We document large decreases in mortality rates throughout the period for all age groups, including children, even after 2000 (and even after the Great Recession). These declines are stronger for boys and men, who had higher mortality rates to begin with.
We find that inequality in mortality across municipalities is low among the young by 2016–18, but higher among adult men and older women. Inequality in fact increased between 1990 and 2016 for older men. We explore the role of different causes of death and find that this increase in inequality is explained by larger improvements in cancer-related deaths among men living in richer areas. These improvements are not found among women, who instead suffered increases in their mortality rates due to lung cancer.
References
- 1 Foreman et al., 2018.
- 2 Anghel et al., 2018; Ferrer-i-Carbonell, Ramos and Oviedo, 2013.
- 3 Bernal-Delgado et al., 2018.
- 4 Borrell et al., 1999, 2008; Martínez et al., 2009; Regidor et al., 2003.
- 5 Huisman et al., 2005; Kulhánová et al., 2014; Mackenbach et al., 2008, 2015.
- 6 Bohácek et al. (2018) use harmonised panel data from 10 European countries, England, and the US, and study inequalities in life expectancy at age 50 by education and gender during the period 2002–15.
- 7 Data from the local population registry are only available from 1996 onwards. For earlier years, we use data from the 1991 census.
- 8 A high school degree is equivalent to ISCED 2.
- 9 The census classifies the state of buildings as dilapidated, bad, deficient or good. We construct this variable as the share of houses in each municipality that are located in buildings that are not in good condition (i.e. in a dilapidated, bad, or deficient condition).

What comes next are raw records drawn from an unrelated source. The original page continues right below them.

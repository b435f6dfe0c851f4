//! Ingestion domain types.

use chrono::{DateTime, Duration, Utc};
use rust_decimal::Decimal;
use serde::{Deserialize, Serialize};
use tally_shared::types::{CategoryId, OwnerId};

use crate::ledger::TransactionKind;

/// A user-defined transaction category offered to the extractor.
#[derive(Debug, Clone, PartialEq, Eq, Serialize, Deserialize)]
pub struct Category {
    /// Category ID.
    pub id: CategoryId,
    /// Owner of the category.
    pub owner_id: OwnerId,
    /// Display name.
    pub name: String,
    /// Whether the category is for income or expenses.
    pub kind: TransactionKind,
}

/// Persisted OAuth2 credential for a connected mailbox.
#[derive(Debug, Clone, PartialEq, Eq, Serialize, Deserialize)]
pub struct MailboxCredential {
    /// Bearer token for provider calls.
    pub access_token: String,
    /// Token used to mint new access tokens.
    pub refresh_token: Option<String>,
    /// When the access token stops working.
    pub expires_at: Option<DateTime<Utc>>,
}

impl MailboxCredential {
    /// Returns true if the access token expires within `margin` of `now`.
    ///
    /// A credential without an expiry is treated as fresh.
    #[must_use]
    pub fn expires_within(&self, now: DateTime<Utc>, margin: Duration) -> bool {
        self.expires_at.is_some_and(|at| at - now <= margin)
    }
}

/// Lightweight metadata for a candidate message. Bodies are fetched only when staging.
#[derive(Debug, Clone, PartialEq, Eq, Serialize, Deserialize)]
pub struct CandidateMeta {
    /// Provider message id.
    pub message_id: String,
    /// Subject header.
    pub subject: String,
    /// Provider snippet.
    pub snippet: String,
    /// From header.
    pub sender: Option<String>,
    /// Provider timestamp.
    pub received_at: Option<DateTime<Utc>>,
}

/// One page of a message search.
#[derive(Debug, Clone, Default, PartialEq, Eq)]
pub struct MessagePage {
    /// Message ids on this page.
    pub message_ids: Vec<String>,
    /// Token for the next page, if any.
    pub next_page_token: Option<String>,
}

/// A fully fetched and decoded message.
#[derive(Debug, Clone, PartialEq, Eq)]
pub struct MessageBody {
    /// Provider message id.
    pub message_id: String,
    /// Subject header.
    pub subject: String,
    /// Decoded plain text of the body.
    pub text: String,
    /// Provider timestamp.
    pub received_at: Option<DateTime<Utc>>,
}

/// What the extractor is asked to read.
#[derive(Debug, Clone, PartialEq, Eq)]
pub enum ExtractionInput {
    /// Message text.
    Text(String),
    /// Receipt photo or scan.
    Image {
        /// MIME type of the image.
        mime_type: String,
        /// Raw image bytes.
        data: Vec<u8>,
    },
}

/// A call to the extraction service.
#[derive(Debug, Clone)]
pub struct ExtractionRequest {
    /// Content to read.
    pub input: ExtractionInput,
    /// Categories the extractor may choose from.
    pub categories: Vec<Category>,
    /// Anchor for relative dates ("yesterday").
    pub reference_time: DateTime<Utc>,
}

/// A financial event read out of a message or receipt.
#[derive(Debug, Clone, PartialEq, Eq, Serialize)]
pub struct ExtractedTransaction {
    /// Positive amount.
    pub amount: Decimal,
    /// Merchant or purpose.
    pub description: String,
    /// One of the offered categories, if the extractor picked a known one.
    pub category_id: Option<CategoryId>,
    /// Income or expense.
    pub kind: TransactionKind,
    /// When the event happened.
    pub occurred_at: DateTime<Utc>,
}

/// Validated extraction result.
#[derive(Debug, Clone, PartialEq, Eq)]
pub enum Extraction {
    /// The content describes a financial event.
    Recognized(ExtractedTransaction),
    /// Nothing usable was found.
    NotATransaction,
}

/// Outcome counts of one staging run.
#[derive(Debug, Clone, Copy, Default, PartialEq, Eq, Serialize)]
pub struct StageReport {
    /// Distinct message ids attempted.
    pub attempted: usize,
    /// Messages written to the staging area.
    pub staged: usize,
    /// Messages with no transaction, or already reviewed.
    pub skipped: usize,
    /// Messages that failed to fetch, extract or store.
    pub failed: usize,
}

#[cfg(test)]
mod tests {
    use super::*;

    fn credential(expires_in: Option<i64>, now: DateTime<Utc>) -> MailboxCredential {
        MailboxCredential {
            access_token: "token".to_string(),
            refresh_token: Some("refresh".to_string()),
            expires_at: expires_in.map(|secs| now + Duration::seconds(secs)),
        }
    }

    #[test]
    fn test_credential_expiry_margin() {
        let now = Utc::now();
        let margin = Duration::seconds(300);
        assert!(credential(Some(60), now).expires_within(now, margin));
        assert!(credential(Some(-10), now).expires_within(now, margin));
        assert!(!credential(Some(3600), now).expires_within(now, margin));
        assert!(!credential(None, now).expires_within(now, margin));
    }
}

- 10 We can alternatively perform the same analysis at the province level (there are 50 provinces in Spain). Our main conclusions are robust to this alternative level of aggregation.

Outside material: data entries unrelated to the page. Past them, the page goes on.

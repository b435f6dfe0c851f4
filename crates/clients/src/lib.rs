//! reqwest implementations of Tally's external collaborators.
//!
//! - [`GmailProvider`] and [`OAuthRefresher`] for the mailbox
//! - [`GeminiExtractor`] for the generative extraction service
//! - [`WebhookNotifier`] and [`LogNotifier`] for budget alerts

pub mod error;
pub mod gemini;
pub mod gmail;
pub mod notifier;

pub use error::ClientError;
pub use gemini::GeminiExtractor;
pub use gmail::{GmailProvider, OAuthRefresher};
pub use notifier::{LogNotifier, WebhookNotifier};

use std::time::Duration;

/// Builds the shared HTTP client with a per-request timeout.
///
/// # Errors
///
/// Returns an error if the TLS backend cannot be initialized.
pub fn http_client(timeout: Duration) -> Result<reqwest::Client, ClientError> {
    reqwest::Client::builder()
        .timeout(timeout)
        .gzip(true)
        .user_agent(concat!("tally/", env!("CARGO_PKG_VERSION")))
        .build()
        .map_err(ClientError::Build)
}
//! Period windows.
//!
//! A window is a closed range of local calendar days. Spend queries use the half-open UTC
//! range from local midnight of the first day to local midnight after the last day.

use chrono::{DateTime, Datelike, Days, Months, NaiveDate, NaiveTime, TimeZone, Utc, Weekday};
use chrono_tz::Tz;
use serde::{Deserialize, Serialize};

use super::error::BudgetError;
use super::types::PeriodType;

/// The calendar days a budget period covers.
#[derive(Debug, Clone, Copy, PartialEq, Eq, Serialize, Deserialize)]
pub struct PeriodWindow {
    /// First day of the period.
    pub start: NaiveDate,
    /// Last day of the period (inclusive).
    pub end: NaiveDate,
}

impl PeriodWindow {
    /// Computes the period of `period_type` that contains `today`.
    ///
    /// # Errors
    ///
    /// Returns `BudgetError::PeriodOutOfRange` at the edges of the representable calendar.
    pub fn current(
        period_type: PeriodType,
        today: NaiveDate,
        week_start: Weekday,
    ) -> Result<Self, BudgetError> {
        let out_of_range = || BudgetError::PeriodOutOfRange(today);

        let (start, end) = match period_type {
            PeriodType::Daily => (today, today),
            PeriodType::Weekly => {
                let offset = (7 + today.weekday().num_days_from_monday()
                    - week_start.num_days_from_monday())
                    % 7;
                let start = today
                    .checked_sub_days(Days::new(u64::from(offset)))
                    .ok_or_else(out_of_range)?;
                let end = start.checked_add_days(Days::new(6)).ok_or_else(out_of_range)?;
                (start, end)
            }
            PeriodType::Monthly => {
                let start = today.with_day(1).ok_or_else(out_of_range)?;
                let end = start
                    .checked_add_months(Months::new(1))
                    .and_then(|next| next.pred_opt())
                    .ok_or_else(out_of_range)?;
                (start, end)
            }
            PeriodType::Yearly => {
                let start =
                    NaiveDate::from_ymd_opt(today.year(), 1, 1).ok_or_else(out_of_range)?;
                let end =
                    NaiveDate::from_ymd_opt(today.year(), 12, 31).ok_or_else(out_of_range)?;
                (start, end)
            }
        };

        Ok(Self { start, end })
    }

    /// Returns true if the given date falls within this period.
    #[must_use]
    pub fn contains_date(&self, date: NaiveDate) -> bool {
        date >= self.start && date <= self.end
    }

    /// Half-open UTC range `[start, end)` covering the window's local days in `tz`.
    ///
    /// # Errors
    ///
    /// Returns `BudgetError::PeriodOutOfRange` if the day after the window is unrepresentable.
    pub fn utc_bounds(&self, tz: Tz) -> Result<(DateTime<Utc>, DateTime<Utc>), BudgetError> {
        let after = self
            .end
            .succ_opt()
            .ok_or(BudgetError::PeriodOutOfRange(self.end))?;
        Ok((local_midnight(self.start, tz), local_midnight(after, tz)))
    }
}

/// The calendar date of `now` in `tz`.
#[must_use]
pub fn local_today(now: DateTime<Utc>, tz: Tz) -> NaiveDate {
    now.with_timezone(&tz).date_naive()
}

/// Parses an IANA timezone name.
///
/// # Errors
///
/// Returns `BudgetError::InvalidTimezone` for unknown names.
pub fn parse_timezone(name: &str) -> Result<Tz, BudgetError> {
    name.trim()
        .parse::<Tz>()
        .map_err(|_| BudgetError::InvalidTimezone(name.to_string()))
}

/// Parses a weekday name ("sunday", "Mon", ...).
///
/// # Errors
///
/// Returns `BudgetError::InvalidWeekStart` for anything else.
pub fn parse_week_start(name: &str) -> Result<Weekday, BudgetError> {
    name.trim()
        .parse::<Weekday>()
        .map_err(|_| BudgetError::InvalidWeekStart(name.to_string()))
}

fn local_midnight(date: NaiveDate, tz: Tz) -> DateTime<Utc> {
    let naive = date.and_time(NaiveTime::MIN);
    // Midnight can be skipped by a DST jump; fall back to reading it as UTC
    tz.from_local_datetime(&naive)
        .earliest()
        .map_or_else(|| naive.and_utc(), |local| local.with_timezone(&Utc))
}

- 11 In order to smooth the size of these bins, we follow Currie and Schwandt (2016) and split the two largest municipalities (Madrid and Barcelona) into 10 smaller municipalities with identical values of the multiple deprivation index and one-tenth of deaths and population.
- 12 That is, we apply the five-year age-group-specific mortality rate in each year to the weight that each five-year age group has within the broader age group in 2016, separately for each bin and gender.
- 13 Note that the slopes are negative for men aged 80 or older in 1990 and 2000, indicating higher mortality in richer places. However, this result is not robust to alternative ranking variables (see Section IV.1 and Figure 2).
- 14 Instituto Nacional de Estadística, 2020.
- 15 The results are also robust to ranking areas by their values of the multiple deprivation index in 2011, instead of re-ranking in each year as in the main specification. These results are available upon request.
- 16 See the introduction of this special issue for a more comprehensive definition.
- 17 We show results for the age group 65-79 as in the main analysis to ease the comparison of these results with those in Section III.
- 18 Note that some causes of death, particularly cardiovascular conditions, are classified as being 50 per cent preventable and 50 per cent treatable.
- 19 Schiaffino et al., 2003.
- 20 For example, mortality from cancer represents mortality from causes C00-D49 (Neoplasms, chapter 2 of ICD-10 codes). Causes of death are classified in our microdata with ICD-9 codes before 1999, and with ICD-10 codes thereafter.
- 21 We also explore the role of different causes of death in accounting for the negative slopes observed for men aged 80+ in Figure 1. We find that these are not driven by cardiovascular problems, but by mortality from cancer, in particular lung and prostate cancer, which were more prevalent in richer areas.